Yes I have great friends and love them very much. I don't have a lot of English only friends. Someone in my family is married to a man from England, and I got to know a few of his friends, it was all great. True that even in the younger generation there are groups with low english skills, I feel like we'd need statistics on it to be sure.
I don't we're arguing or anything. Thanks for the conversation :)
I bet you wherever in Germany you are, if you go to the website of your local city government right now they will have a still active fax number in their contact information. I guarantee it. Well if they have a website that is.
Which is a bit silly as an example but highlights the central problem, which is that adoption of new technology happens at a glacial pace, especially in public institutions. There are many reasons for that of course, some good, like the aforementioned inclination towards privacy, some bad like whatever allows fax machines to still be around.
And don't get me started on internet infrastructure... In an international comparison we certainly aren't leading the field regarding adoption of new technologies.
I feel like having fax listed in a public institution is really not a great example of the general population, and especially not of the people that would use the fediverse. Besides that, just because you have a fax machine doesn't mean you can't be technical. My father has one and he knows his way about using tech stuff, for example.
Internet infrastructure is of course a decades old problem, but then again, you don't need highspeed Internet to post on the fediverse.
Which I touched upon in my disclaimer, but in some ways it is a great example. Public institutions are defined by the general population, indirectly through their representatives creating the rules that govern them, and directly through contact with the public at large. Now if all our institutions still use this very outdated technology, and you can have trouble convincing them - during a global pandemic mind you - that using email is just as safe as using fax (so not safe at all basically), then that speaks to a larger mindset in the general population.
Many in the general public are also a lot quicker, some might even say careless, with adopting new technology of course. But as a society we are rather slow, and there are surprisingly many individuals who are hesitant or entirely resistant to adopting new technology.
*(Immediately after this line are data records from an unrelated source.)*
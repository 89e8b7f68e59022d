//! Fan graded feedback back into each recipient's latest version folder.

use std::fs;
use std::path::Path;

use calif_core::naming::{
    OUTPUT_DIRNAME, has_team_marker, is_graded_name, is_submission_file, parse_individual_stem,
    parse_team_id,
};
use calif_core::{GradingMode, TeamMapping};
use serde::Serialize;

use crate::error::EngineError;
use crate::fsutil::{self, copy_preserving_mtime};
use crate::layout::GradingLayout;
use crate::report::ItemIssue;
use crate::scanner::find_task_dir;
use crate::teams::TeamRegistry;
use crate::version::latest_version_dir;

/// A graded artifact (and its audio sidecars) delivered to one student.
#[derive(Debug, Clone, PartialEq, Eq, Serialize)]
pub struct Delivery {
    pub file: String,
    pub student: String,
    pub dest: String,
    pub sidecars: Vec<String>,
}

#[derive(Debug, Clone, Serialize)]
pub struct DistributionReport {
    pub group: String,
    pub task: String,
    pub mode: GradingMode,
    pub graded_files: usize,
    pub delivered: Vec<Delivery>,
    pub skipped: Vec<ItemIssue>,
    pub failed: Vec<ItemIssue>,
}

impl DistributionReport {
    /// Files written, sidecars included.
    #[must_use]
    pub fn copies(&self) -> usize {
        self.delivered
            .iter()
            .map(|delivery| 1 + delivery.sidecars.len())
            .sum()
    }
}

#[derive(Debug, Clone, Serialize)]
pub struct BulkDistributionReport {
    pub group: String,
    pub mode: GradingMode,
    pub tasks: Vec<DistributionReport>,
}

impl BulkDistributionReport {
    #[must_use]
    pub fn copies(&self) -> usize {
        self.tasks.iter().map(DistributionReport::copies).sum()
    }
}

#[derive(Debug, Clone)]
pub struct FeedbackDistributor {
    layout: GradingLayout,
    registry: TeamRegistry,
    audio_extensions: Vec<String>,
}

impl FeedbackDistributor {
    pub fn new(layout: GradingLayout, audio_extensions: Vec<String>) -> Self {
        let registry = TeamRegistry::new(layout.clone());
        Self {
            layout,
            registry,
            audio_extensions,
        }
    }

    /// Deliver every graded artifact of one task workspace.
    ///
    /// Individual mode recovers the student from the filename; team mode
    /// recovers the team id and delivers to every member in `mapping`.
    /// Unparseable names, unknown students, and missing task folders are
    /// skipped; failed copies are reported. Neither stops the batch.
    ///
    /// # Errors
    ///
    /// Returns [`EngineError`] when the workspace, the submissions root, or
    /// the group folder is missing.
    pub fn distribute(
        &self,
        group: &str,
        task: &str,
        mode: GradingMode,
        mapping: &TeamMapping,
    ) -> Result<DistributionReport, EngineError> {
        let workspace = self.layout.workspace(group, task);
        let graded = graded_files(&workspace)?;
        let group_dir = self.layout.require_group_dir(group)?;

        let mut report = DistributionReport {
            group: group.to_string(),
            task: task.to_string(),
            mode,
            graded_files: 0,
            delivered: Vec::new(),
            skipped: Vec::new(),
            failed: Vec::new(),
        };

        for file in graded {
            let stem = fsutil::file_stem(&file);
            let recipients = match mode {
                GradingMode::Individual => match parse_individual_stem(&stem) {
                    Ok((_, student)) => vec![student.to_string()],
                    Err(error) => {
                        report.skipped.push(ItemIssue::new(&file, error));
                        continue;
                    }
                },
                GradingMode::Teams => {
                    if !has_team_marker(&stem) {
                        report.skipped.push(ItemIssue::new(&file, "not a team artifact"));
                        continue;
                    }
                    let team_id = match parse_team_id(&stem) {
                        Ok(team_id) => team_id,
                        Err(error) => {
                            report.skipped.push(ItemIssue::new(&file, error));
                            continue;
                        }
                    };
                    let members = mapping.members_of(team_id);
                    if members.is_empty() {
                        report.skipped.push(ItemIssue::new(
                            &file,
                            format!("team {team_id} has no members"),
                        ));
                        continue;
                    }
                    members.into_iter().collect()
                }
            };

            report.graded_files += 1;
            for student in recipients {
                self.deliver(&workspace, &file, &group_dir, task, &student, &mut report);
            }
        }

        tracing::info!(
            group,
            task,
            %mode,
            delivered = report.delivered.len(),
            skipped = report.skipped.len(),
            failed = report.failed.len(),
            "distribute: task done"
        );
        Ok(report)
    }

    /// Distribute every task workspace of `group` that holds graded files,
    /// using the mode and teams recorded in the team file.
    ///
    /// # Errors
    ///
    /// Returns [`EngineError`] when the group workspace or team file is
    /// missing, or when a task fails at command level.
    pub fn distribute_all(&self, group: &str) -> Result<BulkDistributionReport, EngineError> {
        self.distribute_all_with(group, |_| {})
    }

    /// [`Self::distribute_all`], calling `on_task` before each task.
    ///
    /// # Errors
    ///
    /// Same as [`Self::distribute_all`].
    pub fn distribute_all_with(
        &self,
        group: &str,
        mut on_task: impl FnMut(&str),
    ) -> Result<BulkDistributionReport, EngineError> {
        let tasks = self.graded_tasks(group)?;
        let mapping = self.registry.load_existing(group)?;
        let mode = mapping.mode();

        let mut reports = Vec::new();
        for task in tasks {
            on_task(&task);
            reports.push(self.distribute(group, &task, mode, &mapping)?);
        }
        Ok(BulkDistributionReport {
            group: group.to_string(),
            mode,
            tasks: reports,
        })
    }

    /// Task workspaces of `group` holding at least one graded file.
    ///
    /// # Errors
    ///
    /// [`EngineError::WorkspaceNotFound`] when the group was never synced.
    pub fn graded_tasks(&self, group: &str) -> Result<Vec<String>, EngineError> {
        let group_workspace = self.layout.group_workspace(group);
        if !group_workspace.is_dir() {
            return Err(EngineError::WorkspaceNotFound(group_workspace));
        }
        let dirs = fsutil::child_dirs(&group_workspace)
            .map_err(|e| EngineError::io(&group_workspace, e))?;
        Ok(dirs
            .iter()
            .filter(|dir| graded_files(dir).is_ok_and(|files| !files.is_empty()))
            .map(|dir| fsutil::file_name(dir))
            .collect())
    }

    fn deliver(
        &self,
        workspace: &Path,
        file: &Path,
        group_dir: &Path,
        task: &str,
        student: &str,
        report: &mut DistributionReport,
    ) {
        let student_dir = group_dir.join(student);
        if !student_dir.is_dir() {
            report.skipped.push(ItemIssue::new(
                file,
                format!("no submission folder for student '{student}'"),
            ));
            return;
        }
        let Some(task_dir) = find_task_dir(&student_dir, task) else {
            report.skipped.push(ItemIssue::new(
                file,
                format!("student '{student}' has no folder for task '{task}'"),
            ));
            return;
        };

        let output = latest_version_dir(&task_dir).join(OUTPUT_DIRNAME);
        if let Err(error) = fs::create_dir_all(&output) {
            report.failed.push(ItemIssue::new(&output, error));
            return;
        }

        let file_name = fsutil::file_name(file);
        let dest = output.join(&file_name);
        if let Err(error) = copy_preserving_mtime(file, &dest) {
            tracing::warn!(dest = %dest.display(), %error, "distribute: copy failed");
            report.failed.push(ItemIssue::new(&dest, error));
            return;
        }

        let stem = fsutil::file_stem(file);
        let mut sidecars = Vec::new();
        for ext in &self.audio_extensions {
            let sidecar = workspace.join(format!("{stem}.{ext}"));
            if !sidecar.is_file() {
                continue;
            }
            let sidecar_name = fsutil::file_name(&sidecar);
            match copy_preserving_mtime(&sidecar, &output.join(&sidecar_name)) {
                Ok(()) => sidecars.push(sidecar_name),
                Err(error) => report.failed.push(ItemIssue::new(&sidecar, error)),
            }
        }

        report.delivered.push(Delivery {
            file: file_name,
            student: student.to_string(),
            dest: dest.to_string_lossy().to_string(),
            sidecars,
        });
    }
}

/// Graded submission-type files directly inside a workspace, sorted.
fn graded_files(workspace: &Path) -> Result<Vec<std::path::PathBuf>, EngineError> {
    if !workspace.is_dir() {
        return Err(EngineError::WorkspaceNotFound(workspace.to_path_buf()));
    }
    let files = fsutil::child_files(workspace).map_err(|e| EngineError::io(workspace, e))?;
    Ok(files
        .into_iter()
        .filter(|path| is_submission_file(path) && is_graded_name(&fsutil::file_name(path)))
        .collect())
}

#[cfg(test)]
mod tests {
    use std::path::PathBuf;

    use pretty_assertions::assert_eq;

    use super::*;

    struct Fixture {
        _tmp: tempfile::TempDir,
        layout: GradingLayout,
    }

    impl Fixture {
        fn new() -> Self {
            let tmp = tempfile::TempDir::new().expect("tempdir should create");
            let layout = GradingLayout::new(tmp.path().join("subs"), tmp.path().join("cal"));
            Self { _tmp: tmp, layout }
        }

        fn student_task(&self, student: &str, task: &str) -> PathBuf {
            let dir = self
                .layout
                .group_dir("G")
                .join(student)
                .join(task)
                .join("Version 1");
            fs::create_dir_all(&dir).expect("mkdir");
            dir
        }

        fn graded(&self, task: &str, name: &str) {
            let workspace = self.layout.workspace("G", task);
            fs::create_dir_all(&workspace).expect("mkdir");
            fs::write(workspace.join(name), name).expect("write");
        }

        fn distributor(&self) -> FeedbackDistributor {
            FeedbackDistributor::new(self.layout.clone(), vec!["mp3".into(), "wav".into()])
        }
    }

    #[test]
    fn individual_feedback_reaches_latest_version_with_sidecars() {
        let fx = Fixture::new();
        let version = fx.student_task("Ana Ruiz", "2. Tarea");
        fx.graded("2. Tarea", "Cal_Tarea_Ana Ruiz.pdf");
        fx.graded("2. Tarea", "Cal_Tarea_Ana Ruiz.mp3");

        let report = fx
            .distributor()
            .distribute("G", "2. Tarea", GradingMode::Individual, &TeamMapping::empty("G"))
            .expect("distribute");

        assert!(version.join("Calificado").join("Cal_Tarea_Ana Ruiz.pdf").is_file());
        assert!(version.join("Calificado").join("Cal_Tarea_Ana Ruiz.mp3").is_file());
        assert_eq!(report.copies(), 2);
        assert!(report.skipped.is_empty());
    }

    #[test]
    fn unknown_student_and_bad_name_are_skipped() {
        let fx = Fixture::new();
        fx.student_task("Ana Ruiz", "2. Tarea");
        fx.graded("2. Tarea", "Cal_Tarea_Nadie.pdf");
        fx.graded("2. Tarea", "Cal_Tarea.pdf");

        let report = fx
            .distributor()
            .distribute("G", "2. Tarea", GradingMode::Individual, &TeamMapping::empty("G"))
            .expect("distribute");
        assert_eq!(report.skipped.len(), 2);
        assert!(report.delivered.is_empty());
    }

    #[test]
    fn team_feedback_reaches_every_member() {
        let fx = Fixture::new();
        let a = fx.student_task("A", "1. Lab");
        let b = fx.student_task("B", "1. Lab");
        fx.graded("1. Lab", "Cal_Lab_Equipo_1.pdf");
        fx.graded("1. Lab", "Cal_Lab_Equipo_x.pdf");
        let mut mapping = TeamMapping::empty("G");
        mapping.assign("A", 1);
        mapping.assign("B", 1);

        let report = fx
            .distributor()
            .distribute("G", "1. Lab", GradingMode::Teams, &mapping)
            .expect("distribute");

        assert!(a.join("Calificado").join("Cal_Lab_Equipo_1.pdf").is_file());
        assert!(b.join("Calificado").join("Cal_Lab_Equipo_1.pdf").is_file());
        assert_eq!(report.graded_files, 1);
        assert_eq!(report.skipped.len(), 1);
    }

    #[test]
    fn memberless_team_is_skipped_and_the_rest_delivered() {
        let fx = Fixture::new();
        let a = fx.student_task("A", "1. Lab");
        fx.graded("1. Lab", "Cal_Lab_Equipo_1.pdf");
        fx.graded("1. Lab", "Cal_Lab_Equipo_9.pdf");
        let mut mapping = TeamMapping::empty("G");
        mapping.assign("A", 1);

        let report = fx
            .distributor()
            .distribute("G", "1. Lab", GradingMode::Teams, &mapping)
            .expect("distribute");

        assert_eq!(report.skipped.len(), 1);
        assert_eq!(report.skipped[0].reason, "team 9 has no members");
        assert!(report.skipped[0].path.ends_with("Cal_Lab_Equipo_9.pdf"));
        assert_eq!(report.delivered.len(), 1);
        assert_eq!(report.delivered[0].student, "A");
        assert!(a.join("Calificado").join("Cal_Lab_Equipo_1.pdf").is_file());
        assert!(!a.join("Calificado").join("Cal_Lab_Equipo_9.pdf").exists());
    }

    #[test]
    fn task_named_after_the_marker_still_fans_out() {
        let fx = Fixture::new();
        let a = fx.student_task("A", "3. Reto_Equipo");
        let b = fx.student_task("B", "3. Reto_Equipo");
        fx.graded("3. Reto_Equipo", "Cal_Reto_Equipo_Equipo_2.pdf");
        let mut mapping = TeamMapping::empty("G");
        mapping.assign("A", 2);
        mapping.assign("B", 2);

        let report = fx
            .distributor()
            .distribute("G", "3. Reto_Equipo", GradingMode::Teams, &mapping)
            .expect("distribute");

        assert!(report.skipped.is_empty());
        assert_eq!(report.delivered.len(), 2);
        for version in [a, b] {
            assert!(
                version
                    .join("Calificado")
                    .join("Cal_Reto_Equipo_Equipo_2.pdf")
                    .is_file()
            );
        }
    }

    #[test]
    fn bulk_requires_team_file() {
        let fx = Fixture::new();
        fx.graded("1. Lab", "Cal_Lab_Equipo_1.pdf");
        assert!(matches!(
            fx.distributor().distribute_all("G"),
            Err(EngineError::TeamFileMissing(_))
        ));
    }

    #[test]
    fn missing_workspace_is_an_error() {
        let fx = Fixture::new();
        assert!(matches!(
            fx.distributor().distribute(
                "G",
                "1. Lab",
                GradingMode::Teams,
                &TeamMapping::empty("G")
            ),
            Err(EngineError::WorkspaceNotFound(_))
        ));
    }
}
The fediverse usage is a bubble in a bubble here.
The internet infrastructure is another good example for this on the societal level, as there were plans in the 1980ies [!] to lay out a glass fibre network between every publicly used building in the country, which would have gotten us a good part of the way towards adopting this new material at scale. But in the end it was deemed unnecessary and too expensive and the project got canned (mixed in with rumours of "close friendship" between the chancellor and a major copper producer). Instead now we have people running around thirty years later and collecting signatures at the door for last-mile fibre network projects that seldom make quorum and thus almost never materialise public funding.